Only the lines holding "struct" are wanted; find them in the listing and return each one.

[Opening Source information section]

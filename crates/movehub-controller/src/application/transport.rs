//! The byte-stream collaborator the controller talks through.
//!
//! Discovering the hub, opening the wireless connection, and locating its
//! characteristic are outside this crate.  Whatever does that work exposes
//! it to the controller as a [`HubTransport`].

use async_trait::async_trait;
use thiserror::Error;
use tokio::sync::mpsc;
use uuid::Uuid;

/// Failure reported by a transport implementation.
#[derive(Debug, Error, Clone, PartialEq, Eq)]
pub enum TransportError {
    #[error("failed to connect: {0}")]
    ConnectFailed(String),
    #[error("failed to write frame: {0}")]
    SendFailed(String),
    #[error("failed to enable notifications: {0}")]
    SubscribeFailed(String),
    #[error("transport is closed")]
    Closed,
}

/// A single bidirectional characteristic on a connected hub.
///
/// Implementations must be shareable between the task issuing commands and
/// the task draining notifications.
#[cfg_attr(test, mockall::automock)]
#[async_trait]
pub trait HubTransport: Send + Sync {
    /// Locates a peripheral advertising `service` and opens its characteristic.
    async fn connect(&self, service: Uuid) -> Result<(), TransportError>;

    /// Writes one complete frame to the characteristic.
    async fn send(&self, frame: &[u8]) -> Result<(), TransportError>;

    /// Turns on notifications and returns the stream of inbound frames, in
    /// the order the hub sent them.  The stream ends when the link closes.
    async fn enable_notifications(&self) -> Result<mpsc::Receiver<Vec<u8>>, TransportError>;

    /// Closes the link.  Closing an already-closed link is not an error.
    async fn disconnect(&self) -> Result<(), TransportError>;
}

[Closing Source information section]
[Opening Source information section]

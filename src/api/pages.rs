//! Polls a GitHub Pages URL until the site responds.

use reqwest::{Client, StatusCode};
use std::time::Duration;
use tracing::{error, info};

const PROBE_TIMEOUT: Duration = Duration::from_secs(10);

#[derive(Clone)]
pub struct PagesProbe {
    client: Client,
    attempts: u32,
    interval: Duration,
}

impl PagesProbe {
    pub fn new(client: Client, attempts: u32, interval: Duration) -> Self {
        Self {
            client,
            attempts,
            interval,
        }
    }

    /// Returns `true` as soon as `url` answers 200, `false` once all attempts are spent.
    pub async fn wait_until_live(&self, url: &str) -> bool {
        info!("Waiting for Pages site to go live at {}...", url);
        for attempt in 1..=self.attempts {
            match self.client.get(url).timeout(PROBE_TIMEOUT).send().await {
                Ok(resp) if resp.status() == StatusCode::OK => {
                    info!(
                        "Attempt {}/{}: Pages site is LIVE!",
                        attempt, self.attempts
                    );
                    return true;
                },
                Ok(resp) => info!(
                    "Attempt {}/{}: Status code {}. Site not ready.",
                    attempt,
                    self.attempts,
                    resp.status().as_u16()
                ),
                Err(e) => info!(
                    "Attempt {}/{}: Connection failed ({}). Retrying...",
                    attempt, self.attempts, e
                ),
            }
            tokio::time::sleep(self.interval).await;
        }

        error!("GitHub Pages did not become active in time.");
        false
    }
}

[Closing Source information section]
[Opening Source information section]

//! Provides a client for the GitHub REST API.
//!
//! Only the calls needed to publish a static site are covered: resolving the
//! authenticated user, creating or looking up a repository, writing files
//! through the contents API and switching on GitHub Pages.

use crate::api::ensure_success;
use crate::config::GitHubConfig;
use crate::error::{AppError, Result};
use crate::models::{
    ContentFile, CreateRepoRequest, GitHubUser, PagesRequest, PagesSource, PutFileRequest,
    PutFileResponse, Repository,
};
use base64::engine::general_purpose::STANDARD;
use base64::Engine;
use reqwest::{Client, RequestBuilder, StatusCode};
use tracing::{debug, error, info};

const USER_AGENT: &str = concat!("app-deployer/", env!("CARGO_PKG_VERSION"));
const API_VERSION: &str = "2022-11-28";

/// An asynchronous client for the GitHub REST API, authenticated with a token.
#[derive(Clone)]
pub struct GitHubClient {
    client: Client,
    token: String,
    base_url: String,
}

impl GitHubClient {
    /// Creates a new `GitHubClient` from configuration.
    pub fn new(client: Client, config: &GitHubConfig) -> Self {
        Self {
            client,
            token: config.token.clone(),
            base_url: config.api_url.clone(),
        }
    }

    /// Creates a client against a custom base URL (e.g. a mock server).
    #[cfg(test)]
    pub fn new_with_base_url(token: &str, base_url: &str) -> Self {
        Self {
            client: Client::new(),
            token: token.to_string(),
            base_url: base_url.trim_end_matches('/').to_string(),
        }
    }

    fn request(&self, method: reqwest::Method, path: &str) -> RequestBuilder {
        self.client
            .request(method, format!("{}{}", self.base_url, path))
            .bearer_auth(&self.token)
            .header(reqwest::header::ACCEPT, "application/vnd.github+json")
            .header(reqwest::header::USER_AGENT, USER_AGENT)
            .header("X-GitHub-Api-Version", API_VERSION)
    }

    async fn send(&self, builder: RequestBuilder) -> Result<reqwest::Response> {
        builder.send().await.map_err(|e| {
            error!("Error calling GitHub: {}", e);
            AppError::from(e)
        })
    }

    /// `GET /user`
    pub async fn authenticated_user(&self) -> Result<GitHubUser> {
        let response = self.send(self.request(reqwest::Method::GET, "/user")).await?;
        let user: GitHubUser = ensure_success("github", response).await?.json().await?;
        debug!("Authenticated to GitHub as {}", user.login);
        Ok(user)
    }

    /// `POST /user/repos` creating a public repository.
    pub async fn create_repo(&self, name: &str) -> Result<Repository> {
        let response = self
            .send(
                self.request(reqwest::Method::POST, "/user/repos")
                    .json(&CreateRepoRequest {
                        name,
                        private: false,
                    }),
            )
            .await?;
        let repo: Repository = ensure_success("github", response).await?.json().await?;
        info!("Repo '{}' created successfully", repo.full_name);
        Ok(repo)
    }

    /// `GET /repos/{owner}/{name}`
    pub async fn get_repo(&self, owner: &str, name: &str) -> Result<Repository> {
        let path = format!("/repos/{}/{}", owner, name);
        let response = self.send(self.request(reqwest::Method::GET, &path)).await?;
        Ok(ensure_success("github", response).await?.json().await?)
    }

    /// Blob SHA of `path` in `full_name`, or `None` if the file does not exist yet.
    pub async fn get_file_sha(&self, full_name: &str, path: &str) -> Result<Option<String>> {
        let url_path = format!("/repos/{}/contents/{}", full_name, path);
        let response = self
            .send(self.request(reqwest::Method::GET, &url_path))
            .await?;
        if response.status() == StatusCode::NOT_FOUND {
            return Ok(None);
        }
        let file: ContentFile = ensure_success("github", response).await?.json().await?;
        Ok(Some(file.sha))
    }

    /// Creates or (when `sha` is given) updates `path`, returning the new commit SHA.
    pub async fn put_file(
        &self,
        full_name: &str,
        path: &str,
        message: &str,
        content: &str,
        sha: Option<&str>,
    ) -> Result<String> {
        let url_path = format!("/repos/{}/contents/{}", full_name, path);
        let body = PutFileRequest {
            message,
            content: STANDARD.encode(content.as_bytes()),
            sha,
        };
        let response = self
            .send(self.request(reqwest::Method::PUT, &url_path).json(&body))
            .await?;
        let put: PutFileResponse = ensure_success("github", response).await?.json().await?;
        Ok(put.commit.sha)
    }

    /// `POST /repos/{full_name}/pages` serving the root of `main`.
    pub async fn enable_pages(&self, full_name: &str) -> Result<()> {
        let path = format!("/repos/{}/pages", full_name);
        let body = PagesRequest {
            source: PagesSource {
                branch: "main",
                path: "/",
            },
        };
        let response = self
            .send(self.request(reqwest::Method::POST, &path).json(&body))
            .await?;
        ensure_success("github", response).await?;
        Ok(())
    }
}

[Closing Source information section]

**Exercise answer:**
pub struct PagesProbe {
pub struct GitHubClient {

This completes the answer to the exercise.